### Exercise
Your task is to restate the data word for word.

(Stored dataset items)
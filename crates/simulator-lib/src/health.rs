//! Health tracking for the template simulator service
//!
//! Liveness reflects the state of each component; readiness additionally
//! requires one successful synthesis pass.

use crate::errors::AutoscalerError;
use serde::{Deserialize, Serialize};
use std::collections::HashMap;
use std::sync::Arc;
use tokio::sync::RwLock;

#[derive(Debug, Clone, Copy, PartialEq, Eq, Serialize, Deserialize)]
#[serde(rename_all = "lowercase")]
pub enum ComponentStatus {
    Healthy,
    /// Working, but the last pass dropped some node groups
    Degraded,
    Unhealthy,
}

#[derive(Debug, Clone, Serialize, Deserialize)]
pub struct ComponentHealth {
    pub status: ComponentStatus,
    #[serde(skip_serializing_if = "Option::is_none")]
    pub message: Option<String>,
    pub last_check_timestamp: i64,
}

impl ComponentHealth {
    fn with_status(status: ComponentStatus, message: Option<String>) -> Self {
        Self {
            status,
            message,
            last_check_timestamp: chrono::Utc::now().timestamp(),
        }
    }

    pub fn healthy() -> Self {
        Self::with_status(ComponentStatus::Healthy, None)
    }

    pub fn degraded(message: impl Into<String>) -> Self {
        Self::with_status(ComponentStatus::Degraded, Some(message.into()))
    }

    pub fn unhealthy(message: impl Into<String>) -> Self {
        Self::with_status(ComponentStatus::Unhealthy, Some(message.into()))
    }
}

/// Outcome of the most recent synthesis pass
#[derive(Debug, Clone, PartialEq, Eq, Serialize, Deserialize)]
pub struct PassSummary {
    pub timestamp: i64,
    pub node_groups: usize,
    pub templates: usize,
    #[serde(skip_serializing_if = "Option::is_none")]
    pub error: Option<String>,
}

#[derive(Debug, Clone, Serialize, Deserialize)]
pub struct HealthResponse {
    pub status: ComponentStatus,
    pub components: HashMap<String, ComponentHealth>,
    #[serde(skip_serializing_if = "Option::is_none")]
    pub last_pass: Option<PassSummary>,
}

impl HealthResponse {
    /// Worst status among the components; healthy when there are none
    pub fn compute_status(components: &HashMap<String, ComponentHealth>) -> ComponentStatus {
        let mut status = ComponentStatus::Healthy;
        for health in components.values() {
            match health.status {
                ComponentStatus::Unhealthy => return ComponentStatus::Unhealthy,
                ComponentStatus::Degraded => status = ComponentStatus::Degraded,
                ComponentStatus::Healthy => {}
            }
        }
        status
    }
}

#[derive(Debug, Clone, Serialize, Deserialize)]
pub struct ReadinessResponse {
    pub ready: bool,
    #[serde(skip_serializing_if = "Option::is_none")]
    pub reason: Option<String>,
}

pub mod components {
    pub const CLUSTER_STATE: &str = "cluster_state";
    pub const SYNTHESIZER: &str = "synthesizer";
}

#[derive(Debug, Clone, Default)]
pub struct HealthRegistry {
    components: Arc<RwLock<HashMap<String, ComponentHealth>>>,
    last_pass: Arc<RwLock<Option<PassSummary>>>,
}

impl HealthRegistry {
    pub fn new() -> Self {
        Self::default()
    }

    pub async fn register(&self, name: &str) {
        self.update(name, ComponentHealth::healthy()).await;
    }

    pub async fn update(&self, name: &str, health: ComponentHealth) {
        self.components
            .write()
            .await
            .insert(name.to_string(), health);
    }

    pub async fn set_healthy(&self, name: &str) {
        self.update(name, ComponentHealth::healthy()).await;
    }

    pub async fn set_unhealthy(&self, name: &str, message: impl Into<String>) {
        self.update(name, ComponentHealth::unhealthy(message)).await;
    }

    /// Record a synthesis pass over `node_groups` groups.
    ///
    /// A pass that built fewer templates than there are groups marks the
    /// synthesizer degraded; a failed pass marks it unhealthy.
    pub async fn record_pass(&self, node_groups: usize, outcome: &Result<usize, AutoscalerError>) {
        let (health, templates, error) = match outcome {
            Ok(templates) if *templates < node_groups => (
                ComponentHealth::degraded(format!(
                    "built {} templates for {} node groups",
                    templates, node_groups
                )),
                *templates,
                None,
            ),
            Ok(templates) => (ComponentHealth::healthy(), *templates, None),
            Err(err) => (
                ComponentHealth::unhealthy(err.to_string()),
                0,
                Some(err.to_string()),
            ),
        };
        let summary = PassSummary {
            timestamp: health.last_check_timestamp,
            node_groups,
            templates,
            error,
        };
        self.update(components::SYNTHESIZER, health).await;
        *self.last_pass.write().await = Some(summary);
    }

    pub async fn last_pass(&self) -> Option<PassSummary> {
        self.last_pass.read().await.clone()
    }

    pub async fn health(&self) -> HealthResponse {
        let components = self.components.read().await.clone();
        let status = HealthResponse::compute_status(&components);
        HealthResponse {
            status,
            components,
            last_pass: self.last_pass().await,
        }
    }

    /// Ready once a pass has succeeded and no component is unhealthy
    pub async fn readiness(&self) -> ReadinessResponse {
        let health = self.health().await;
        let passed = health
            .last_pass
            .as_ref()
            .is_some_and(|pass| pass.error.is_none());

        let reason = if health.last_pass.is_none() {
            Some("No synthesis pass completed yet".to_string())
        } else if !passed {
            Some("Last synthesis pass failed".to_string())
        } else if health.status == ComponentStatus::Unhealthy {
            Some("Critical component unhealthy".to_string())
        } else {
            None
        };

        ReadinessResponse {
            ready: reason.is_none(),
            reason,
        }
    }
}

### Response for this exercise
filename crates/simulator-lib/src/health.rs
//! Health tracking for the template simulator service
//!
//! Liveness reflects the state of each component; readiness additionally
//! requires one successful synthesis pass.

use crate::errors::AutoscalerError;
use serde::{Deserialize, Serialize};
use std::collections::HashMap;
use std::sync::Arc;
use tokio::sync::RwLock;

#[derive(Debug, Clone, Copy, PartialEq, Eq, Serialize, Deserialize)]
#[serde(rename_all = "lowercase")]
pub enum ComponentStatus {
    Healthy,
    /// Working, but the last pass dropped some node groups
    Degraded,
    Unhealthy,
}

#[derive(Debug, Clone, Serialize, Deserialize)]
pub struct ComponentHealth {
    pub status: ComponentStatus,
    #[serde(skip_serializing_if = "Option::is_none")]
    pub message: Option<String>,
    pub last_check_timestamp: i64,
}

impl ComponentHealth {
    fn with_status(status: ComponentStatus, message: Option<String>) -> Self {
        Self {
            status,
            message,
            last_check_timestamp: chrono::Utc::now().timestamp(),
        }
    }

    pub fn healthy() -> Self {
        Self::with_status(ComponentStatus::Healthy, None)
    }

    pub fn degraded(message: impl Into<String>) -> Self {
        Self::with_status(ComponentStatus::Degraded, Some(message.into()))
    }

    pub fn unhealthy(message: impl Into<String>) -> Self {
        Self::with_status(ComponentStatus::Unhealthy, Some(message.into()))
    }
}

/// Outcome of the most recent synthesis pass
#[derive(Debug, Clone, PartialEq, Eq, Serialize, Deserialize)]
pub struct PassSummary {
    pub timestamp: i64,
    pub node_groups: usize,
    pub templates: usize,
    #[serde(skip_serializing_if = "Option::is_none")]
    pub error: Option<String>,
}

#[derive(Debug, Clone, Serialize, Deserialize)]
pub struct HealthResponse {
    pub status: ComponentStatus,
    pub components: HashMap<String, ComponentHealth>,
    #[serde(skip_serializing_if = "Option::is_none")]
    pub last_pass: Option<PassSummary>,
}

impl HealthResponse {
    /// Worst status among the components; healthy when there are none
    pub fn compute_status(components: &HashMap<String, ComponentHealth>) -> ComponentStatus {
        let mut status = ComponentStatus::Healthy;
        for health in components.values() {
            match health.status {
                ComponentStatus::Unhealthy => return ComponentStatus::Unhealthy,
                ComponentStatus::Degraded => status = ComponentStatus::Degraded,
                ComponentStatus::Healthy => {}
            }
        }
        status
    }
}

#[derive(Debug, Clone, Serialize, Deserialize)]
pub struct ReadinessResponse {
    pub ready: bool,
    #[serde(skip_serializing_if = "Option::is_none")]
    pub reason: Option<String>,
}

pub mod components {
    pub const CLUSTER_STATE: &str = "cluster_state";
    pub const SYNTHESIZER: &str = "synthesizer";
}

#[derive(Debug, Clone, Default)]
pub struct HealthRegistry {
    components: Arc<RwLock<HashMap<String, ComponentHealth>>>,
    last_pass: Arc<RwLock<Option<PassSummary>>>,
}

impl HealthRegistry {
    pub fn new() -> Self {
        Self::default()
    }

    pub async fn register(&self, name: &str) {
        self.update(name, ComponentHealth::healthy()).await;
    }

    pub async fn update(&self, name: &str, health: ComponentHealth) {
        self.components
            .write()
            .await
            .insert(name.to_string(), health);
    }

    pub async fn set_healthy(&self, name: &str) {
        self.update(name, ComponentHealth::healthy()).await;
    }

    pub async fn set_unhealthy(&self, name: &str, message: impl Into<String>) {
        self.update(name, ComponentHealth::unhealthy(message)).await;
    }

    /// Record a synthesis pass over `node_groups` groups.
    ///
    /// A pass that built fewer templates than there are groups marks the
    /// synthesizer degraded; a failed pass marks it unhealthy.
    pub async fn record_pass(&self, node_groups: usize, outcome: &Result<usize, AutoscalerError>) {
        let (health, templates, error) = match outcome {
            Ok(templates) if *templates < node_groups => (
                ComponentHealth::degraded(format!(
                    "built {} templates for {} node groups",
                    templates, node_groups
                )),
                *templates,
                None,
            ),
            Ok(templates) => (ComponentHealth::healthy(), *templates, None),
            Err(err) => (
                ComponentHealth::unhealthy(err.to_string()),
                0,
                Some(err.to_string()),
            ),
        };
        let summary = PassSummary {
            timestamp: health.last_check_timestamp,
            node_groups,
            templates,
            error,
        };
        self.update(components::SYNTHESIZER, health).await;
        *self.last_pass.write().await = Some(summary);
    }

    pub async fn last_pass(&self) -> Option<PassSummary> {
        self.last_pass.read().await.clone()
    }

    pub async fn health(&self) -> HealthResponse {
        let components = self.components.read().await.clone();
        let status = HealthResponse::compute_status(&components);
        HealthResponse {
            status,
            components,
            last_pass: self.last_pass().await,
        }
    }

    /// Ready once a pass has succeeded and no component is unhealthy
    pub async fn readiness(&self) -> ReadinessResponse {
        let health = self.health().await;
        let passed = health
            .last_pass
            .as_ref()
            .is_some_and(|pass| pass.error.is_none());

        let reason = if health.last_pass.is_none() {
            Some("No synthesis pass completed yet".to_string())
        } else if !passed {
            Some("Last synthesis pass failed".to_string())
        } else if health.status == ComponentStatus::Unhealthy {
            Some("Critical component unhealthy".to_string())
        } else {
            None
        };

        ReadinessResponse {
            ready: reason.is_none(),
            reason,
        }
    }
}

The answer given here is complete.